US household balance sheets remained strong in the first half of this year as the debt-to-GDP ratio fell slightly, according to new Federal Reserve research on Friday.

Household debt was at modest levels relative to GDP and concentrated among higher-rated borrowers, the Fed said in its latest report on the country’s financial stability.

Economists are watching the health of US households closely, as consumer spending accounts for about 70% of gross domestic product

The Fed said that going forward, inflation and rising borrowing costs could pose risks to households’ ability to service their debt, especially for those who hold resettable-rate products. .

An economic slowdown or a correction in house prices would also put pressure on household balance sheets.

During the first six months of the year, the ratio of household debt to GDP fell slightly and remained at levels similar to those that existed before the accumulation preceding the financial crisis of 2007-2009, a said the Fed.

Balance sheets were strong despite a sharp decline in stock prices due to high levels of liquid assets and large cushions of home equity.
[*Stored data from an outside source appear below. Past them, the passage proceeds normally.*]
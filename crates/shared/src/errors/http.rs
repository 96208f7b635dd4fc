use crate::errors::{error::ErrorResponse, service::ServiceError};
use axum::{
    Json,
    http::StatusCode,
    response::{IntoResponse, Response},
};
use tracing::{error, info, warn};

pub const REWARD_PROCESSING_ERROR: &str = "Reward Processing Error";
pub const TRANSACTION_NOT_FOUND: &str = "Transaction Not Found";
pub const INTERNAL_SERVER_ERROR: &str = "Internal Server Error";

#[derive(Debug)]
pub struct AppErrorHttp(pub ServiceError);

impl AppErrorHttp {
    pub fn status_and_category(&self) -> (StatusCode, &'static str) {
        match &self.0 {
            ServiceError::Validation(_) => (StatusCode::BAD_REQUEST, REWARD_PROCESSING_ERROR),
            ServiceError::NotFound(_) => (StatusCode::NOT_FOUND, TRANSACTION_NOT_FOUND),
            ServiceError::StoreUnavailable(_) => {
                (StatusCode::SERVICE_UNAVAILABLE, REWARD_PROCESSING_ERROR)
            }
            ServiceError::Internal(_) => (StatusCode::INTERNAL_SERVER_ERROR, INTERNAL_SERVER_ERROR),
        }
    }
}

impl IntoResponse for AppErrorHttp {
    fn into_response(self) -> Response {
        let (status, category) = self.status_and_category();

        let message = match self.0 {
            ServiceError::Validation(msg) => {
                warn!("📝 Validation failed: {msg}");
                msg
            }
            ServiceError::NotFound(msg) => {
                info!("🔍 Not found: {msg}");
                msg
            }
            ServiceError::StoreUnavailable(msg) => {
                error!("💾 Transaction store unavailable: {msg}");
                format!("Transaction store unavailable: {msg}")
            }
            ServiceError::Internal(msg) => {
                error!("🔥 Internal server error: {msg}");
                msg
            }
        };

        let body = Json(ErrorResponse {
            error: category.to_string(),
            message,
        });

        (status, body).into_response()
    }
}

impl From<ServiceError> for AppErrorHttp {
    fn from(error: ServiceError) -> Self {
        AppErrorHttp(error)
    }
}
Many households have begun to tap into savings reserves that had built up during the pandemic and some households remain in financial difficulty, the Fed said.

Borrowing for near-prime and subprime borrowers fell over the period. One caveat is that there has been an increase in the number of prime-rated borrowers after the government sent pandemic-related payments.

The household debt-service ratio rose somewhat in the first half of 2022, the Fed said, but the ratio remained at subdued levels after hitting an all-time low in the first quarter of 2021.

Only a small part of household debt has a variable rate.

Mortgage debt accounts for about two-thirds of total household debt. Over the past year, new mortgage extensions have strongly favored prime borrowers, with subprime inflation-adjusted lending at 25% of its 2006 record high.

Only 1.9% of mortgage borrowers had negative equity in the second quarter of 2022.

The remaining third of household debt was consumer credit, which consists mostly of student loans, auto loans and credit card debt. Inflation-adjusted consumer credit fell slightly as higher credit card debt was offset by lower student loan debt and auto debt, the Fed said.

Although delinquent auto loans increased significantly over the past year, the increases were at modest levels seen for most of the previous decade.

There has been double-digit growth in nominal credit card debt, but revolving balances remain about 10% below pre-pandemic levels.

As balances increased, delinquency rates began to rise from a year earlier among subprime borrowers.